I need an alphabet of characters for a graphical project, so those characters must be "printable", specially in canvas element (I need to do ctx.fillText(char,...)).
Currently i'm just doing

const alphabeth = [
    'A','B','C','D','E','F','G','H','I','L','M','N','O','P','Q','R','S','T','U','V','Z',
    'a','b','c','d','e','f','g','h','i','l','m','n','o','p','q','r','s','t','u','v','z',
    '1','2','3','4','5','6','7','8','9',
    '-','+','@','?','^','!','(',')','&','#','%','$','|','<','>'
];

But this is limited to the char that I manually insert... are there way to get all printable chars? (or is exists a list of those)

adiga
  • 34,372
  • 9
  • 61
  • 83
Alberto Sinigaglia
  • 12,097
  • 2
  • 20
  • 48
  • 1
    Do you have any rigorous definition of "printable"? The same for "all printable chars" (like maaaaany unicode characters should be printable)? – Jan Stránský Aug 31 '20 at 13:23
  • You forgot `0`... – Mr.
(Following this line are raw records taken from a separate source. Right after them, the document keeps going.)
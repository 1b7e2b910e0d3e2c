//! Upload authorization and uploaded-asset models.

use serde::{Deserialize, Serialize};

/// Host-side resource kind, as understood by the asset host's upload
/// endpoints and echoed back in its responses.
#[derive(Debug, Clone, Copy, PartialEq, Eq, Serialize, Deserialize)]
#[serde(rename_all = "lowercase")]
pub enum ResourceKind {
    Image,
    Video,
    Audio,
    Raw,
}

impl ResourceKind {
    pub fn as_str(&self) -> &'static str {
        match self {
            ResourceKind::Image => "image",
            ResourceKind::Video => "video",
            ResourceKind::Audio => "audio",
            ResourceKind::Raw => "raw",
        }
    }

    /// Path segment of the host upload endpoint. Raw files go through the
    /// host's auto-detection endpoint.
    pub fn endpoint(&self) -> &'static str {
        match self {
            ResourceKind::Image => "image",
            ResourceKind::Video => "video",
            ResourceKind::Audio => "audio",
            ResourceKind::Raw => "auto",
        }
    }
}

impl std::fmt::Display for ResourceKind {
    fn fmt(&self, f: &mut std::fmt::Formatter<'_>) -> std::fmt::Result {
        f.write_str(self.as_str())
    }
}

/// Short-lived authorization for one direct upload to the asset host.
///
/// Issued by the signer per attempt, scoped to a resource kind and folder,
/// and discarded after use; the host is not guaranteed to accept a reused
/// signature. Never persisted.
#[derive(Debug, Clone, Deserialize)]
#[serde(rename_all = "camelCase")]
pub struct UploadSignature {
    pub signature: String,
    /// Unix seconds at which the signature was issued.
    pub timestamp: i64,
    /// Storage account the upload is addressed to.
    pub cloud_name: String,
    pub api_key: String,
    #[serde(default)]
    pub folder: Option<String>,
}

/// Descriptor of a successfully transferred asset, built from the host's
/// success response. Immutable once created.
#[derive(Debug, Clone, PartialEq, Serialize, Deserialize)]
#[serde(rename_all = "camelCase")]
pub struct UploadedAsset {
    pub remote_url: String,
    pub storage_id: String,
    pub resource_kind: ResourceKind,
    pub format: String,
    /// Seconds; present for audio and video assets.
    #[serde(default, skip_serializing_if = "Option::is_none")]
    pub duration: Option<f64>,
}
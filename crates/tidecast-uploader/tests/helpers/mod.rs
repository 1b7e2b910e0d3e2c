//! Shared fixtures for the upload pipeline integration tests.
#![allow(dead_code)]

use std::sync::{Arc, Mutex};

use tidecast_core::models::{UploadPhase, UploadProgress};
use tidecast_core::UploaderConfig;
use tidecast_uploader::ProgressSink;
use uuid::Uuid;

/// Signer path mounted on the mock server.
pub const SIGNER_PATH: &str = "/sign/upload";

/// Config pointing every collaborator (signer, asset host, application API)
/// at the same mock server.
pub fn test_config(server_url: &str) -> UploaderConfig {
    let mut config = UploaderConfig::new(format!("{}{}", server_url, SIGNER_PATH), server_url);
    config.upload_base_url = server_url.trim_end_matches('/').to_string();
    config
}

/// Canned signer success body matching the mock host account "demo".
pub fn signature_body() -> &'static str {
    r#"{"signature":"abc","timestamp":1700000000,"cloudName":"demo","apiKey":"123"}"#
}

/// Canned host success body for a video transfer.
pub fn video_host_body() -> &'static str {
    r#"{"secure_url":"https://res.cloudinary.com/demo/video/upload/x.mp4","public_id":"x","resource_type":"video","format":"mp4","duration":12.5}"#
}

/// Canned host success body for an image (thumbnail) transfer.
pub fn image_host_body() -> &'static str {
    r#"{"secure_url":"https://res.cloudinary.com/demo/image/upload/t.jpg","public_id":"t","resource_type":"image","format":"jpg"}"#
}

/// Application API record body, with or without thumbnail fields set.
pub fn record_json(id: Uuid, with_thumbnail: bool) -> String {
    let thumb = if with_thumbnail {
        r#""thumbnailUrl":"https://res.cloudinary.com/demo/image/upload/t.jpg","thumbnailPublicId":"t","#
    } else {
        ""
    };
    format!(
        r#"{{"id":"{id}","title":"Harbor at dawn","description":"Morning swell off the breakwater","ownerId":"7f9c1b2a-0d4e-4b1a-9a66-0e1c2d3f4a5b","url":"https://res.cloudinary.com/demo/video/upload/x.mp4","publicId":"x","resourceType":"video","format":"mp4","duration":12.5,{thumb}"likesCount":0,"commentsCount":0,"viewsCount":0,"createdAt":"2024-01-15T08:30:00Z","updatedAt":"2024-01-15T08:30:00Z"}}"#
    )
}

/// Progress sink collecting every tick for later assertions.
pub struct ProgressRecorder {
    ticks: Mutex<Vec<UploadProgress>>,
}

impl ProgressRecorder {
    pub fn new() -> Arc<Self> {
        Arc::new(Self {
            ticks: Mutex::new(Vec::new()),
        })
    }

    pub fn ticks(&self) -> Vec<UploadProgress> {
        self.ticks.lock().unwrap().clone()
    }

    pub fn last(&self) -> UploadProgress {
        *self.ticks().last().expect("no progress was reported")
    }

    /// Assert every tick is within [0, 100] and never decreases.
    pub fn assert_monotone(&self) {
        let ticks = self.ticks();
        let mut last = 0u8;
        for tick in &ticks {
            assert!(tick.percent <= 100, "percent out of range: {:?}", ticks);
            assert!(
                tick.percent >= last,
                "progress went backwards: {:?}",
                ticks
            );
            last = tick.percent;
        }
    }

    pub fn assert_finished(&self, phase: UploadPhase, percent: u8) {
        let last = self.last();
        assert_eq!(last.phase, phase, "ticks: {:?}", self.ticks());
        assert_eq!(last.percent, percent, "ticks: {:?}", self.ticks());
    }
}

impl ProgressSink for ProgressRecorder {
    fn report(&self, progress: UploadProgress) {
        self.ticks.lock().unwrap().push(progress);
    }
}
Polywhirl Aug 31 '20 at 13:25
  • You mean the range from ASCII 32-127? (If you want to count DELETE as printable) http://facweb.cs.depaul.edu/sjost/it212/documents/ascii-pr.htm – General Grievance Aug 31 '20 at 13:27
  • 3
    Oh boy, you'll find out that text rendering is a ton more complicated than you think it is. There are some "non-printable" characters that are absolutely necessary for some text and then there are characters that make a lot of sense after specific others but none to very little on their own. The short of it: your notion of "printable characters" falls flat pretty quickly. Could you tell us what situation you want to **avoid** so that we can suggest alternate approaches? – Joachim Sauer Aug 31 '20 at 13:32
  • @JoachimSauer what you mean with _avoid_? I mean, if i print a `\n` or a `\t` on a canvas, nothing will be printed since there is non graphical representation of them, so here you are a possible definition of "printable" – Alberto Sinigaglia Aug 31 '20 at 16:05
  • @JanStránský a char that if printed using `fillText` produce an output "not blank" like `\n` or `\t` – Alberto Sinigaglia Aug 31 '20 at 16:06
  • 1
    @Berto99 so to test one character, just print it with `fillText` and check if the result on the canvas is blank or not :-) – Jan Stránský Aug 31 '20 at 16:12
  • 1
    @Berto99 concerning "all chars", what is "all"? All unicode? All ascii? Som "all" subset of one or the other? Are you aware of [String.fromCharCode](https://developer.mozilla.org/en-US/docs/Web/JavaScript/Reference/Global_Objects/String/fromCharCode) function? – Jan Stránský Aug 31 '20 at 16:14
  • @JanStránský _alla chars that produce an output when using `fillText`_ i mean, it's pretty clean what you mean... if canvas support only ASCII, then only ascii, if it support UTC, the use UTC and so on... – Alberto Sinigaglia Aug 31 '20 at 16:16

2 Answers2

2

A DOMString is a UTF-16 encoded string. JavaScript uses UCS-2 for encoding strings internally.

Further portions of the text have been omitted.